I didn't remember exactly how I started to think about 'love myself.'
When I came to think of my past relationships, I always looked for someone who cares about me and validates me. That's because I didn't love myself, and I have very low self-esteem. Eventually, my relationship ended up very badly.
I doubted and blamed myself when terrible things happened to me, which was the easiest way to compromise with myself.
However, the irony is that the worst incident played a role in opening my eyes. Ultimately that happen led me to how to do love myself instead of falling into despair.
Now, It has been around a year that I practice loving myself, cares for myself, and speak myself. But that doesn't mean I free of any anxiety or sadness. I am sometimes struggling with many factors which I couldn't control or hard to deal with it as well as I still often feel blue and fluctuates emotions. And I know now that doesn't mean something wrong with me.

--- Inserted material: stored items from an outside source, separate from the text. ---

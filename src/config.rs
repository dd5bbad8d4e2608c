//! Session configuration.
//!
//! `SessionConfig` bundles everything a `Session` needs to know up front: the
//! grid size, the animation pacing (`Timings`) and the two safety caps (initial
//! grid regeneration attempts and steps per `run_until_idle` call). The board
//! constants that rendering layers rely on live in `engine`.

use crate::engine::DEFAULT_GRID_SIZE;

/// Delays, in milliseconds, between the scheduled steps of a swap or cascade.
///
/// These exist purely to pace animation. The orchestrator never depends on a
/// particular value; `Timings::instant()` runs every continuation back to back.
#[derive(Clone, Copy, Debug, PartialEq, Eq)]
pub struct Timings {
    /// From swap commit to the first match check.
    pub swap_ms: u64,
    /// From a failed match check to showing the reversed swap hint.
    pub revert_prep_ms: u64,
    /// How long the reversed hint is shown before the tokens swap back.
    pub hint_frame_ms: u64,
    /// From swapping back to unlocking input.
    pub revert_ms: u64,
    /// Clear -> gravity, gravity -> refill and refill -> next pass.
    pub cascade_step_ms: u64,
}

impl Timings {
    /// Zero delays everywhere. Used by simulations and tests that only care
    /// about the resulting board.
    pub const fn instant() -> Self {
        Timings {
            swap_ms: 0,
            revert_prep_ms: 0,
            hint_frame_ms: 0,
            revert_ms: 0,
            cascade_step_ms: 0,
        }
    }
}

impl Default for Timings {
    fn default() -> Self {
        Timings {
            swap_ms: 300,
            revert_prep_ms: 10,
            hint_frame_ms: 32, // two frames at 60Hz
            revert_ms: 200,
            cascade_step_ms: 300,
        }
    }
}

/// Configuration for a single game session.
#[derive(Clone, Copy, Debug, PartialEq, Eq)]
pub struct SessionConfig {
    /// Width and height of the square grid.
    pub grid_size: usize,
    pub timings: Timings,
    /// Full-grid rerolls tried before `build_initial_grid` switches to the
    /// constructive fill.
    pub max_generation_attempts: usize,
    /// Upper bound on continuations executed by one `Session::run_until_idle`.
    pub max_steps_per_run: usize,
}

impl SessionConfig {
    pub fn with_grid_size(mut self, grid_size: usize) -> Self {
        self.grid_size = grid_size;
        self
    }

    pub fn with_timings(mut self, timings: Timings) -> Self {
        self.timings = timings;
        self
    }
}

impl Default for SessionConfig {
    fn default() -> Self {
        SessionConfig {
            grid_size: DEFAULT_GRID_SIZE,
            timings: Timings::default(),
            max_generation_attempts: 1000,
            max_steps_per_run: 10_000,
        }
    }
}
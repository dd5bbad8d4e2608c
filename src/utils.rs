use crate::engine::{Color, Grid, DEFAULT_GRID_SIZE};
use crate::error::ParseError;

/// Parses an array of string slices into a `DEFAULT_GRID_SIZE` square `Grid`.
///
/// Each string slice represents a row, starting from row 0 (the top).
/// Missing rows, and the missing tail of short rows, are left empty.
///
/// Valid characters:
/// - 'R', 'B', 'G', 'Y', 'P', 'O': a token of that color (see `Color::to_char`)
/// - '.': an empty cell
///
/// Tokens receive ids `0, 1, 2, ...` in row-major order.
///
/// # Examples
/// ```
/// use match3_engine::utils::grid_from_str_array;
/// use match3_engine::engine::Color;
///
/// let grid = grid_from_str_array(&["RGY", "B.P"]).unwrap();
/// assert_eq!(grid.get(0, 0).map(|t| t.color), Some(Color::Red));
/// assert!(grid.get(1, 1).is_none());
/// assert!(grid.get(2, 0).is_none());
///
/// assert!(grid_from_str_array(&["RXB"]).is_err());
/// ```
pub fn grid_from_str_array(s: &[&str]) -> Result<Grid, ParseError> {
    grid_from_str_array_sized(s, DEFAULT_GRID_SIZE)
}

/// Same as `grid_from_str_array` for a grid of the given size.
pub fn grid_from_str_array_sized(s: &[&str], size: usize) -> Result<Grid, ParseError> {
    if s.len() > size {
        return Err(ParseError::TooManyRows {
            expected: size,
            found: s.len(),
        });
    }

    let mut rows = Vec::with_capacity(s.len());
    for (r, row_str) in s.iter().enumerate() {
        let found = row_str.chars().count();
        if found > size {
            return Err(ParseError::RowTooLong {
                row: r,
                expected: size,
                found,
            });
        }

        let mut row = Vec::with_capacity(found);
        for (c, ch) in row_str.chars().enumerate() {
            let cell = match ch {
                '.' => None,
                _ => Some(Color::from_char(ch).ok_or(ParseError::UnrecognizedChar {
                    ch,
                    row: r,
                    col: c,
                })?),
            };
            row.push(cell);
        }
        rows.push(row);
    }

    Ok(Grid::from_color_rows(size, &rows))
}

/// Renders a grid back into the text form accepted by `grid_from_str_array`.
pub fn grid_to_strings(grid: &Grid) -> Vec<String> {
    (0..grid.size())
        .map(|r| {
            (0..grid.size())
                .map(|c| grid.get(r, c).map_or('.', |token| token.color.to_char()))
                .collect()
        })
        .collect()
}
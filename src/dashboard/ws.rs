use axum::{
    extract::ws::{Message, WebSocket, WebSocketUpgrade},
    response::IntoResponse,
};
use futures_util::{SinkExt, StreamExt, stream::SplitSink, stream::SplitStream};
use serde::{Deserialize, Serialize};
use std::time::Duration;
use tokio::sync::broadcast;
use tokio::time::Instant;
use tracing::{debug, warn};

use super::tracker::TrackedSession;
use crate::session::SessionId;

/// How often to send WebSocket Ping frames.
const PING_INTERVAL: Duration = Duration::from_secs(30);

/// How long to wait for a Pong response before considering the connection dead.
const PONG_TIMEOUT: Duration = Duration::from_secs(60);

// ── WebSocket message types ──────────────────────────────────────────

#[derive(Debug, Clone, Serialize, Deserialize)]
#[serde(tag = "type", content = "data")]
pub enum WsMessage {
    SessionStarted {
        session: TrackedSession,
    },
    /// One successful fetch of a tracked session.
    SessionStatus {
        session_id: SessionId,
        status: String,
        attempt: u32,
        elapsed_ms: u64,
    },
    SessionCompleted {
        session: TrackedSession,
    },
    SessionFailed {
        session: TrackedSession,
    },
    SessionCancelled {
        session_id: SessionId,
    },
}

// ── WebSocket handler ────────────────────────────────────────────────

/// WebSocket handler that accepts a broadcast sender directly (for use with server router).
pub async fn ws_handler_with_sender(
    ws: WebSocketUpgrade,
    tx: broadcast::Sender<String>,
) -> impl IntoResponse {
    ws.on_upgrade(move |socket| handle_socket_with_sender(socket, tx))
}

async fn handle_socket_with_sender(socket: WebSocket, tx: broadcast::Sender<String>) {
    let (sender, receiver) = socket.split();
    let rx = tx.subscribe();
    debug!("WebSocket client connected");
    run_socket_loop(sender, receiver, rx).await;
    debug!("WebSocket client disconnected");
}

/// Core WebSocket loop with ping/pong keepalive.
///
/// Forwards broadcast events to the client and pings it every
/// [`PING_INTERVAL`]. A client that has not answered a ping within
/// [`PONG_TIMEOUT`] is dropped.
async fn run_socket_loop(
    mut sender: SplitSink<WebSocket, Message>,
    mut receiver: SplitStream<WebSocket>,
    mut rx: broadcast::Receiver<String>,
) {
    let mut ping_interval = tokio::time::interval(PING_INTERVAL);
    // First tick completes immediately.
    ping_interval.tick().await;

    let mut last_pong = Instant::now();
    let mut awaiting_pong = false;

    loop {
        tokio::select! {
            _ = ping_interval.tick() => {
                if awaiting_pong && last_pong.elapsed() > PONG_TIMEOUT {
                    debug!("WebSocket client missed pong, closing");
                    break;
                }
                if sender.send(Message::Ping(Vec::new().into())).await.is_err() {
                    break;
                }
                awaiting_pong = true;
            }

            result = rx.recv() => {
                match result {
                    Ok(msg) => {
                        if sender.send(Message::Text(msg.into())).await.is_err() {
                            break;
                        }
                    }
                    Err(broadcast::error::RecvError::Closed) => break,
                    Err(broadcast::error::RecvError::Lagged(skipped)) => {
                        debug!(skipped, "WebSocket client lagged behind broadcast");
                        continue;
                    }
                }
            }

            msg = receiver.next() => {
                match msg {
                    Some(Ok(Message::Pong(_))) => {
                        last_pong = Instant::now();
                        awaiting_pong = false;
                    }
                    Some(Ok(Message::Close(_))) | None => break,
                    // Text, Binary and Ping from the client are ignored
                    Some(Ok(_)) => {}
                    Some(Err(_)) => break,
                }
            }
        }
    }

    let _ = sender.send(Message::Close(None)).await;
}

// ── Broadcast helper ─────────────────────────────────────────────────

/// Serialize and broadcast a WsMessage to all connected WebSocket clients.
/// Returns silently even if no clients are connected.
pub fn broadcast_message(tx: &broadcast::Sender<String>, msg: &WsMessage) {
    match serde_json::to_string(msg) {
        Ok(json) => {
            let _ = tx.send(json);
        }
        Err(e) => {
            warn!(error = %e, "Failed to serialize WsMessage");
        }
    }
}

// ── Tests ────────────────────────────────────────────────────────────
impl AppConfig {
    /// Load configuration from a TOML file.
    pub fn load(path: &Path) -> Result<Self> {
        let content = std::fs::read_to_string(path)
            .with_context(|| format!("Failed to read config file: {}", path.display()))?;

        Self::parse(&content)
    }

    /// Parse configuration from a TOML string.
    pub fn parse(content: &str) -> Result<Self> {
        toml::from_str(content).context("Failed to parse config.toml")
    }

    /// Load `config.toml` from `config_dir`, or defaults if it doesn't exist.
    pub fn load_or_default(config_dir: &Path) -> Result<Self> {
        let config_path = config_dir.join(CONFIG_FILE);
        if config_path.exists() {
            Self::load(&config_path)
        } else {
            Ok(Self::default())
        }
    }

    /// File then environment. Without an explicit path the first existing of
    /// `./.issue-pilot/config.toml` and the user config file is used.
    pub fn resolve(explicit: Option<&Path>) -> Result<Self> {
        let mut config = match Self::source_path(explicit) {
            Some(path) => Self::load(&path)?,
            None => Self::default(),
        };
        config.apply_env_overrides();
        Ok(config)
    }

    /// The file [`resolve`](Self::resolve) reads, if any. An explicit path is
    /// returned even when it does not exist so loading reports it.
    pub fn source_path(explicit: Option<&Path>) -> Option<PathBuf> {
        if let Some(path) = explicit {
            return Some(path.to_path_buf());
        }
        [Some(Self::default_path()), user_config_dir().map(|d| d.join(CONFIG_FILE))]
            .into_iter()
            .flatten()
            .find(|p| p.exists())
    }

    pub fn default_path() -> PathBuf {
        Path::new(CONFIG_DIR).join(CONFIG_FILE)
    }

    /// Save configuration to a TOML file, creating the parent directory.
    pub fn save(&self, path: &Path) -> Result<()> {
        if let Some(parent) = path.parent().filter(|p| !p.as_os_str().is_empty()) {
            std::fs::create_dir_all(parent)
                .with_context(|| format!("Failed to create directory: {}", parent.display()))?;
        }
        let content = toml::to_string_pretty(self).context("Failed to serialize config.toml")?;
        std::fs::write(path, content)
            .with_context(|| format!("Failed to write config file: {}", path.display()))?;
        Ok(())
    }

    pub fn apply_env_overrides(&mut self) {
        self.apply_env_overrides_from(|key| std::env::var(key).ok());
    }

    /// Apply overrides from any key lookup; blank values are ignored.
    pub fn apply_env_overrides_from(&mut self, lookup: impl Fn(&str) -> Option<String>) {
        let get = |key: &str| lookup(key).filter(|v| !v.trim().is_empty());

        if let Some(key) = get("DEVIN_API_KEY") {
            self.devin.api_key = Some(key);
        }
        if let Some(url) = get("DEVIN_API_BASE_URL") {
            self.devin.api_base_url = url;
        }
        if let Some(token) = get("GITHUB_TOKEN") {
            self.github.token = Some(token);
        }
        if let Some(url) = get("GITHUB_API_BASE_URL") {
            self.github.api_base_url = url;
        }
    }

    /// Poll loop settings derived from `[poller]`.
    pub fn poll_config(&self) -> PollConfig {
        let blocked_policy = match self.poller.on_blocked {
            OnBlocked::Fail => BlockedPolicy::Fail,
            OnBlocked::Continue => BlockedPolicy::AutoContinue {
                message: self.poller.continue_message.clone(),
                max_continues: self.poller.max_continues,
            },
        };
        PollConfig {
            interval: Duration::from_secs(self.poller.interval_secs),
            max_attempts: self.poller.max_attempts,
            max_duration: Duration::from_secs(self.poller.max_duration_secs),
            blocked_policy,
            complete_on_user_yield: self.poller.complete_on_user_yield,
        }
    }

    /// Validate the configuration and return any warnings.
    pub fn validate(&self) -> Vec<String> {
        let mut warnings = Vec::new();

        if self
            .devin
            .api_key
            .as_deref()
            .is_none_or(|k| k.trim().is_empty())
        {
            warnings.push(
                "Devin API key is not configured: set DEVIN_API_KEY or [devin] api_key".to_string(),
            );
        }

        for (section, url) in [
            ("devin", &self.devin.api_base_url),
            ("github", &self.github.api_base_url),
        ] {
            if !url.starts_with("http://") && !url.starts_with("https://") {
                warnings.push(format!(
                    "Invalid api_base_url '{}' in [{}]: should start with http:// or https://",
                    url, section
                ));
            }
        }

        if let Some(ref token) = self.github.token
            && !is_valid_github_token(token)
        {
            warnings.push(
                "GitHub token does not look like a GitHub token (expected ghp_, github_pat_, gho_, ghu_, ghs_ or ghr_ prefix)"
                    .to_string(),
            );
        }

        if let Some(ref repo) = self.github.default_repo
            && RepoCoordinate::parse(repo).is_err()
        {
            warnings.push(format!(
                "Invalid default_repo '{}': expected owner/name",
                repo
            ));
        }

        if self.poller.interval_secs == 0 {
            warnings.push("poller.interval_secs is 0: Devin will be polled back-to-back".to_string());
        }
        if self.poller.max_attempts == 0 {
            warnings.push("poller.max_attempts is 0: every poll will time out immediately".to_string());
        }
        if self.poller.max_duration_secs < self.poller.interval_secs {
            warnings.push(format!(
                "poller.max_duration_secs ({}) is shorter than poller.interval_secs ({})",
                self.poller.max_duration_secs, self.poller.interval_secs
            ));
        }
        if self.poller.on_blocked == OnBlocked::Continue {
            if self.poller.max_continues == 0 {
                warnings.push(
                    "poller.on_blocked is \"continue\" but max_continues is 0: blocked sessions will still fail"
                        .to_string(),
                );
            }
            if self.poller.continue_message.trim().is_empty() {
                warnings.push("poller.continue_message is empty".to_string());
            }
        }

        warnings
    }
}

These are all part of me. I am trying to accept myself and keep in mind that I am enough as I am.
Someone who made a mistake in the past, someone who still can not figure out what to do in the future, and someone who loves writing, reading, watching movies, videos, and singing songs are all part of me.
There are many versions of me, and I am still learning how do I love each of myself.
Perhaps I have to take this lesson and keep it in mind for my entire life.